Поднимаю голову и вижу звезду. Почему-то одна ярче, чем остальные. Я могу долететь до нее. Похоже, звезда зовет меня.
И я оставляю обрыв за спиной и направляюсь в открытое море. Лететь над океаном совсем не страшно.
МИТЧ, 37 лет
Добровольная слепота
Наконец все преграды рухнули и наша беседа о Перл состоялась. Это случилось в парке на скамейке. Леонард поправлялся после операции.
До этого он соблюдал постельный режим.
В тот вечер, стоило мне ненадолго отлучиться, как он уже сидел на кровати, свесив ноги. Вид у него был встревоженный. Повязки сняли несколько дней назад. Леонард видел очертания предметов, свет и тень. И больше, пожалуй, ничего.

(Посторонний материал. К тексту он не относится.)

//! # wirelink-protocol
//!
//! Wire protocol implementation for wirelink.
//!
//! This crate provides:
//! - Fixed-width binary frame headers with CRC32C validation
//! - Optional zstd payload compression with a size threshold
//! - JSON payload serialization/deserialization
//! - Response status codes and protocol constants

pub mod error;
pub mod header;
pub mod netbuf;
pub mod parse;

pub use error::ProtocolError;
pub use header::{Compression, Header, Status, HEADER_SIZE};
pub use netbuf::{Netbuf, WireFrame};
pub use parse::{parse_body, read_header, read_payload};

/// Protocol version supported by this implementation.
pub const PROTOCOL_VERSION: u8 = 0;

/// Maximum on-wire payload size accepted by the decoder (16 MiB).
pub const MAX_PAYLOAD_SIZE: u32 = 16 * 1024 * 1024;

/// Default compression threshold: payloads below this are never compressed.
pub const DEFAULT_MIN_COMPRESSION_BYTES: usize = 1024;
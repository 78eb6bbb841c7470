//! Teardown barrier for in-flight work.

use crate::error::Errc;
use std::sync::{Arc, Mutex};
use tokio::sync::Notify;

/// One-shot barrier gating in-flight operations during teardown.
///
/// `enter` hands out guards while the gate is open and rejects with
/// shutting_down once closed; `close` waits for every guard to drop.
#[derive(Debug)]
pub(crate) struct DispatchGate {
    state: Mutex<GateState>,
    drained: Notify,
}

#[derive(Debug)]
struct GateState {
    open: bool,
    active: usize,
}

impl DispatchGate {
    pub(crate) fn new() -> Arc<Self> {
        Arc::new(Self {
            state: Mutex::new(GateState {
                open: true,
                active: 0,
            }),
            drained: Notify::new(),
        })
    }

    pub(crate) fn enter(self: &Arc<Self>) -> Result<GateGuard, Errc> {
        let mut state = self.state.lock().unwrap();
        if !state.open {
            return Err(Errc::ShuttingDown);
        }
        state.active += 1;
        Ok(GateGuard {
            gate: Arc::clone(self),
        })
    }

    /// Closes the gate and waits for all outstanding guards to drop.
    /// Idempotent; concurrent closers all wait for the drain.
    pub(crate) async fn close(&self) {
        self.state.lock().unwrap().open = false;
        loop {
            let drained = self.drained.notified();
            if self.state.lock().unwrap().active == 0 {
                return;
            }
            drained.await;
        }
    }

    pub(crate) fn is_open(&self) -> bool {
        self.state.lock().unwrap().open
    }
}

/// Tracks one in-flight operation; dropping it releases the gate.
#[derive(Debug)]
pub(crate) struct GateGuard {
    gate: Arc<DispatchGate>,
}

impl Drop for GateGuard {
    fn drop(&mut self) {
        let remaining = {
            let mut state = self.gate.state.lock().unwrap();
            state.active -= 1;
            state.active
        };
        if remaining == 0 {
            self.gate.drained.notify_waiters();
        }
    }
}

#[cfg(test)]
mod tests {
    use super::*;
    use std::time::Duration;

    #[tokio::test]
    async fn test_close_waits_for_guards() {
        let gate = DispatchGate::new();
        let guard = gate.enter().unwrap();

        let closer = {
            let gate = Arc::clone(&gate);
            tokio::spawn(async move { gate.close().await })
        };

        tokio::time::sleep(Duration::from_millis(20)).await;
        assert!(!closer.is_finished());

        drop(guard);
        tokio::time::timeout(Duration::from_secs(1), closer)
            .await
            .expect("close did not complete after drain")
            .unwrap();
    }

    #[tokio::test]
    async fn test_enter_after_close_rejected() {
        let gate = DispatchGate::new();
        gate.close().await;
        assert!(matches!(gate.enter(), Err(Errc::ShuttingDown)));
        assert!(!gate.is_open());
    }

    #[tokio::test]
    async fn test_close_with_no_guards_returns_immediately() {
        let gate = DispatchGate::new();
        tokio::time::timeout(Duration::from_millis(100), gate.close())
            .await
            .unwrap();
    }
}
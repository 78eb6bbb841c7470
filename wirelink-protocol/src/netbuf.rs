//! Owned outbound message buffer.

use crate::error::ProtocolError;
use crate::header::{payload_checksum, Compression, Header};
use crate::{DEFAULT_MIN_COMPRESSION_BYTES, PROTOCOL_VERSION};
use bytes::Bytes;

/// zstd level used for outbound payloads.
const ZSTD_LEVEL: i32 = 3;

/// An owned outbound message: header fields mutable until encoding, plus a
/// growable payload buffer.
#[derive(Debug)]
pub struct Netbuf {
    meta: u32,
    compression: Compression,
    min_compression_bytes: usize,
    payload: Vec<u8>,
}

impl Netbuf {
    pub fn new() -> Self {
        Self {
            meta: 0,
            compression: Compression::None,
            min_compression_bytes: DEFAULT_MIN_COMPRESSION_BYTES,
            payload: Vec::new(),
        }
    }

    /// Sets the service/method id carried in the `meta` field.
    pub fn set_service_method_id(&mut self, method_id: u32) {
        self.meta = method_id;
    }

    pub fn set_compression(&mut self, compression: Compression) {
        self.compression = compression;
    }

    /// Payloads shorter than this are sent uncompressed regardless of codec.
    pub fn set_min_compression_bytes(&mut self, bytes: usize) {
        self.min_compression_bytes = bytes;
    }

    /// Direct access to the payload buffer for serialization.
    pub fn buffer(&mut self) -> &mut Vec<u8> {
        &mut self.payload
    }

    /// Serializes `value` as JSON into the payload buffer.
    pub fn serialize_json<T: serde::Serialize>(&mut self, value: &T) -> Result<(), ProtocolError> {
        serde_json::to_writer(&mut self.payload, value)?;
        Ok(())
    }

    /// Encodes the message into its on-wire form, applying compression and
    /// computing both checksums. Header and payload are returned as separate
    /// spans so callers can coalesce them into a single flush group.
    pub fn into_wire(self, correlation_id: u32) -> Result<WireFrame, ProtocolError> {
        let (compression, payload) = if self.compression == Compression::Zstd
            && self.payload.len() >= self.min_compression_bytes
        {
            let compressed = zstd::bulk::compress(&self.payload, ZSTD_LEVEL)
                .map_err(|e| ProtocolError::Compression(e.to_string()))?;
            (Compression::Zstd, compressed)
        } else {
            (Compression::None, self.payload)
        };

        let header = Header {
            version: PROTOCOL_VERSION,
            compression,
            payload_size: payload.len() as u32,
            meta: self.meta,
            correlation_id,
            payload_checksum: payload_checksum(&payload),
        };

        Ok(WireFrame {
            header: Bytes::copy_from_slice(&header.encode()),
            payload: Bytes::from(payload),
            correlation_id,
        })
    }
}

impl Default for Netbuf {
    fn default() -> Self {
        Self::new()
    }
}

/// A fully encoded outbound frame, ready for the output stream.
#[derive(Debug, Clone)]
pub struct WireFrame {
    pub header: Bytes,
    pub payload: Bytes,
    pub correlation_id: u32,
}

impl WireFrame {
    /// On-wire payload size in bytes (post-compression).
    pub fn payload_len(&self) -> usize {
        self.payload.len()
    }
}

#[cfg(test)]
mod tests {
    use super::*;
    use crate::header::HEADER_SIZE;
    use crate::parse::parse_body;

    #[test]
    fn test_method_id_in_meta() {
        let mut buf = Netbuf::new();
        buf.set_service_method_id(0x1234);
        buf.serialize_json(&serde_json::json!({"op": "ping"})).unwrap();

        let frame = buf.into_wire(99).unwrap();
        let header = Header::decode(frame.header.as_ref().try_into().unwrap()).unwrap();
        assert_eq!(header.meta, 0x1234);
        assert_eq!(header.correlation_id, 99);
        assert_eq!(header.payload_size as usize, frame.payload.len());
    }

    #[test]
    fn test_below_threshold_stays_uncompressed() {
        let mut buf = Netbuf::new();
        buf.set_compression(Compression::Zstd);
        buf.set_min_compression_bytes(1024);
        buf.serialize_json(&serde_json::json!({"small": true})).unwrap();

        let frame = buf.into_wire(1).unwrap();
        let header = Header::decode(frame.header.as_ref().try_into().unwrap()).unwrap();
        assert_eq!(header.compression, Compression::None);
    }

    #[test]
    fn test_large_payload_compresses_and_roundtrips() {
        // A 1 MiB repetitive payload must shrink on the wire.
        let text = "wirelink ".repeat(128 * 1024);
        let original = serde_json::json!({ "blob": text });

        let mut buf = Netbuf::new();
        buf.set_compression(Compression::Zstd);
        buf.set_min_compression_bytes(1024);
        buf.serialize_json(&original).unwrap();
        let uncompressed_len = buf.payload.len();
        assert!(uncompressed_len >= 1024 * 1024);

        let frame = buf.into_wire(5).unwrap();
        let header = Header::decode(frame.header.as_ref().try_into().unwrap()).unwrap();
        assert_eq!(header.compression, Compression::Zstd);
        assert!((header.payload_size as usize) < uncompressed_len);

        let decoded: serde_json::Value = parse_body(&header, frame.payload).unwrap();
        assert_eq!(decoded, original);
    }

    #[test]
    fn test_no_codec_never_compresses() {
        let mut buf = Netbuf::new();
        buf.set_min_compression_bytes(0);
        buf.buffer().extend_from_slice(br#"{"k":"v"}"#);

        let frame = buf.into_wire(1).unwrap();
        let header = Header::decode(frame.header.as_ref().try_into().unwrap()).unwrap();
        assert_eq!(header.compression, Compression::None);
        assert_eq!(frame.payload.as_ref(), br#"{"k":"v"}"#);
    }

    #[test]
    fn test_header_span_is_header_sized() {
        let mut buf = Netbuf::new();
        buf.serialize_json(&serde_json::json!({})).unwrap();
        let frame = buf.into_wire(1).unwrap();
        assert_eq!(frame.header.len(), HEADER_SIZE);
    }
}
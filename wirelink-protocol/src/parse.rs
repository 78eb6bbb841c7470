//! Inbound frame parsing.

use crate::error::ProtocolError;
use crate::header::{payload_checksum, Compression, Header, HEADER_SIZE};
use crate::MAX_PAYLOAD_SIZE;
use bytes::Bytes;
use serde::de::DeserializeOwned;
use tokio::io::{AsyncRead, AsyncReadExt};

/// Reads and validates one frame header from the stream.
pub async fn read_header<R>(reader: &mut R) -> Result<Header, ProtocolError>
where
    R: AsyncRead + Unpin,
{
    let mut buf = [0u8; HEADER_SIZE];
    reader.read_exact(&mut buf).await?;
    Header::decode(&buf)
}

/// Reads exactly `payload_size` bytes of payload for `header`.
pub async fn read_payload<R>(reader: &mut R, header: &Header) -> Result<Bytes, ProtocolError>
where
    R: AsyncRead + Unpin,
{
    let mut buf = vec![0u8; header.payload_size as usize];
    reader.read_exact(&mut buf).await?;
    Ok(Bytes::from(buf))
}

/// Validates the payload checksum, decompresses per the header's codec, and
/// deserializes the body as `T`.
///
/// A checksum mismatch, a decompression failure, or a decoder disagreement
/// all surface as a corrupt body.
pub fn parse_body<T: DeserializeOwned>(header: &Header, payload: Bytes) -> Result<T, ProtocolError> {
    let actual = payload_checksum(&payload);
    if actual != header.payload_checksum {
        return Err(ProtocolError::CorruptBody {
            expected: header.payload_checksum,
            actual,
        });
    }

    let decoded = match header.compression {
        Compression::None => payload,
        Compression::Zstd => {
            let raw = zstd::bulk::decompress(&payload, MAX_PAYLOAD_SIZE as usize)
                .map_err(|e| ProtocolError::Compression(e.to_string()))?;
            Bytes::from(raw)
        }
    };

    Ok(serde_json::from_slice(&decoded)?)
}
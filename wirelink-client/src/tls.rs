//! TLS connector construction for the transport.

use crate::config::TlsClientConfig;
use crate::error::ClientError;
use rustls::pki_types::{CertificateDer, PrivateKeyDer, ServerName};
use rustls::RootCertStore;
use std::fs::File;
use std::io::BufReader;
use std::path::Path;
use std::sync::Arc;
use tokio_rustls::TlsConnector;

/// Builds a TLS connector and SNI server name from credentials.
///
/// `sni_hostname` overrides the name presented during the handshake; when
/// absent, the server's host string is used.
pub fn create_tls_connector(
    credentials: &TlsClientConfig,
    server_host: &str,
    sni_hostname: Option<&str>,
) -> Result<(TlsConnector, ServerName<'static>), ClientError> {
    if credentials.insecure {
        return create_insecure_tls_connector(server_host, sni_hostname);
    }

    let root_store = if let Some(ref ca_path) = credentials.ca_cert_path {
        let certs = load_certs(ca_path)?;
        let mut store = RootCertStore::empty();
        for cert in certs {
            store
                .add(cert)
                .map_err(|e| ClientError::TlsConfig(format!("invalid CA cert: {}", e)))?;
        }
        store
    } else {
        let mut store = RootCertStore::empty();
        store.extend(webpki_roots::TLS_SERVER_ROOTS.iter().cloned());
        store
    };

    let builder = rustls::ClientConfig::builder().with_root_certificates(root_store);

    let client_config = if let (Some(cert_path), Some(key_path)) = (
        &credentials.client_cert_path,
        &credentials.client_key_path,
    ) {
        let certs = load_certs(cert_path)?;
        let key = load_private_key(key_path)?;
        builder
            .with_client_auth_cert(certs, key)
            .map_err(|e| ClientError::TlsConfig(format!("invalid client cert/key: {}", e)))?
    } else {
        builder.with_no_client_auth()
    };

    let connector = TlsConnector::from(Arc::new(client_config));
    let server_name = resolve_server_name(server_host, sni_hostname)?;

    Ok((connector, server_name))
}

/// Signature schemes the no-verification mode claims to understand. The
/// verifier never checks a signature, so this list only has to be broad
/// enough for servers to pick something.
const ACCEPT_ANY_SCHEMES: &[rustls::SignatureScheme] = &[
    rustls::SignatureScheme::ED25519,
    rustls::SignatureScheme::ECDSA_NISTP256_SHA256,
    rustls::SignatureScheme::ECDSA_NISTP384_SHA384,
    rustls::SignatureScheme::ECDSA_NISTP521_SHA512,
    rustls::SignatureScheme::RSA_PSS_SHA256,
    rustls::SignatureScheme::RSA_PSS_SHA384,
    rustls::SignatureScheme::RSA_PSS_SHA512,
    rustls::SignatureScheme::RSA_PKCS1_SHA256,
    rustls::SignatureScheme::RSA_PKCS1_SHA384,
    rustls::SignatureScheme::RSA_PKCS1_SHA512,
];

/// Trusts whatever certificate the server presents. Exists solely for the
/// development-only insecure mode.
#[derive(Debug)]
struct AcceptAnyServerCert;

impl rustls::client::danger::ServerCertVerifier for AcceptAnyServerCert {
    fn verify_server_cert(
        &self,
        _end_entity: &CertificateDer<'_>,
        _intermediates: &[CertificateDer<'_>],
        _server_name: &ServerName<'_>,
        _ocsp_response: &[u8],
        _now: rustls::pki_types::UnixTime,
    ) -> Result<rustls::client::danger::ServerCertVerified, rustls::Error> {
        Ok(rustls::client::danger::ServerCertVerified::assertion())
    }

    fn verify_tls12_signature(
        &self,
        _message: &[u8],
        _cert: &CertificateDer<'_>,
        _dss: &rustls::DigitallySignedStruct,
    ) -> Result<rustls::client::danger::HandshakeSignatureValid, rustls::Error> {
        Ok(rustls::client::danger::HandshakeSignatureValid::assertion())
    }

    fn verify_tls13_signature(
        &self,
        _message: &[u8],
        _cert: &CertificateDer<'_>,
        _dss: &rustls::DigitallySignedStruct,
    ) -> Result<rustls::client::danger::HandshakeSignatureValid, rustls::Error> {
        Ok(rustls::client::danger::HandshakeSignatureValid::assertion())
    }

    fn supported_verify_schemes(&self) -> Vec<rustls::SignatureScheme> {
        ACCEPT_ANY_SCHEMES.to_vec()
    }
}

/// Connector that skips server certificate verification.
/// WARNING: development/testing only.
fn create_insecure_tls_connector(
    server_host: &str,
    sni_hostname: Option<&str>,
) -> Result<(TlsConnector, ServerName<'static>), ClientError> {
    let client_config = rustls::ClientConfig::builder()
        .dangerous()
        .with_custom_certificate_verifier(Arc::new(AcceptAnyServerCert))
        .with_no_client_auth();

    let connector = TlsConnector::from(Arc::new(client_config));
    let server_name = resolve_server_name(server_host, sni_hostname)?;

    Ok((connector, server_name))
}

fn resolve_server_name(
    server_host: &str,
    sni_hostname: Option<&str>,
) -> Result<ServerName<'static>, ClientError> {
    let name = sni_hostname.unwrap_or(server_host);
    ServerName::try_from(name.to_string())
        .map_err(|_| ClientError::TlsConfig(format!("invalid server name: {}", name)))
}

fn open_pem(path: &Path) -> Result<BufReader<File>, ClientError> {
    let file = File::open(path).map_err(|e| {
        ClientError::TlsConfig(format!("unable to read {}: {}", path.display(), e))
    })?;
    Ok(BufReader::new(file))
}

fn load_certs(path: &Path) -> Result<Vec<CertificateDer<'static>>, ClientError> {
    let mut reader = open_pem(path)?;
    let certs: Vec<_> = rustls_pemfile::certs(&mut reader)
        .collect::<Result<_, _>>()
        .map_err(|e| {
            ClientError::TlsConfig(format!("bad certificate in {}: {}", path.display(), e))
        })?;
    if certs.is_empty() {
        return Err(ClientError::TlsConfig(format!(
            "no certificates found in {}",
            path.display()
        )));
    }
    Ok(certs)
}

fn load_private_key(path: &Path) -> Result<PrivateKeyDer<'static>, ClientError> {
    let mut reader = open_pem(path)?;
    rustls_pemfile::private_key(&mut reader)
        .map_err(|e| {
            ClientError::TlsConfig(format!("bad private key in {}: {}", path.display(), e))
        })?
        .ok_or_else(|| {
            ClientError::TlsConfig(format!("no private key found in {}", path.display()))
        })
}

#[cfg(test)]
mod tests {
    use super::*;
    use std::path::PathBuf;

    fn scratch_pem(name: &str, contents: &str) -> PathBuf {
        let path = std::env::temp_dir().join(name);
        std::fs::write(&path, contents).unwrap();
        path
    }

    #[test]
    fn test_missing_pem_is_a_config_error() {
        let err = load_certs(Path::new("/no/such/bundle.pem")).unwrap_err();
        assert!(matches!(err, ClientError::TlsConfig(_)));
    }

    #[test]
    fn test_cert_bundle_without_certificates() {
        let path = scratch_pem("wirelink-test-empty-bundle.pem", "not pem at all\n");
        let err = load_certs(&path).unwrap_err();
        assert!(err.to_string().contains("no certificates"));
        std::fs::remove_file(&path).ok();
    }

    #[test]
    fn test_key_file_without_key_material() {
        // A certificate block is valid PEM but yields no key.
        let path = scratch_pem(
            "wirelink-test-cert-not-key.pem",
            "-----BEGIN CERTIFICATE-----\nAA==\n-----END CERTIFICATE-----\n",
        );
        let err = load_private_key(&path).unwrap_err();
        assert!(err.to_string().contains("no private key"));
        std::fs::remove_file(&path).ok();
    }

    #[test]
    fn test_sni_override_wins() {
        let name = resolve_server_name("10.0.0.1", Some("broker.internal")).unwrap();
        assert!(matches!(name, ServerName::DnsName(_)));
    }

    #[test]
    fn test_invalid_sni_rejected() {
        let result = resolve_server_name("10.0.0.1", Some("not a hostname"));
        assert!(matches!(result, Err(ClientError::TlsConfig(_))));
    }
}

— Что это ты подскочил? — осведомился я. — Тебе лежать надо.
— Зачем? На кой фиг мне лежать? Здоровье у меня прекрасное, никаких недомоганий. Я слеп, вот и все.
— Мне казалось, лежать тебе удобнее.
— Полежи сам пару неделек, когда ты совершенно здоров, тогда скажешь, что удобнее.
Я присел рядом с ним.
— Как мне развеселить тебя? — спросил я. Ясно ведь было, что Рубикон перейден и что той заботы, которой я старался окружить его, уже недостаточно.
— Пойдем прогуляемся.
И мы отправились на прогулку.
В жестах Леонарда так и сквозило недоверие ко мне. Ну никак он не мог представить меня в роли поводыря. Я уж готов был примириться с этим. Но тут он вдруг решился и вверил мне свою жизнь. Небывалое дело.
Меня охватило очень странное чувство, словно я избавился от физического недостатка, о существовании которого и сам не подозревал. Мне трудно выразиться точнее. Детей у меня никогда не было, и каково это — быть отцом, — я и представления не имел. А без опыта откуда мне знать, чего недостает нашим отношениям?
Но в тот вечер недостаток восполнился. Я вдруг почувствовал себя вожаком, верховодом. Человеком, которому доверяют.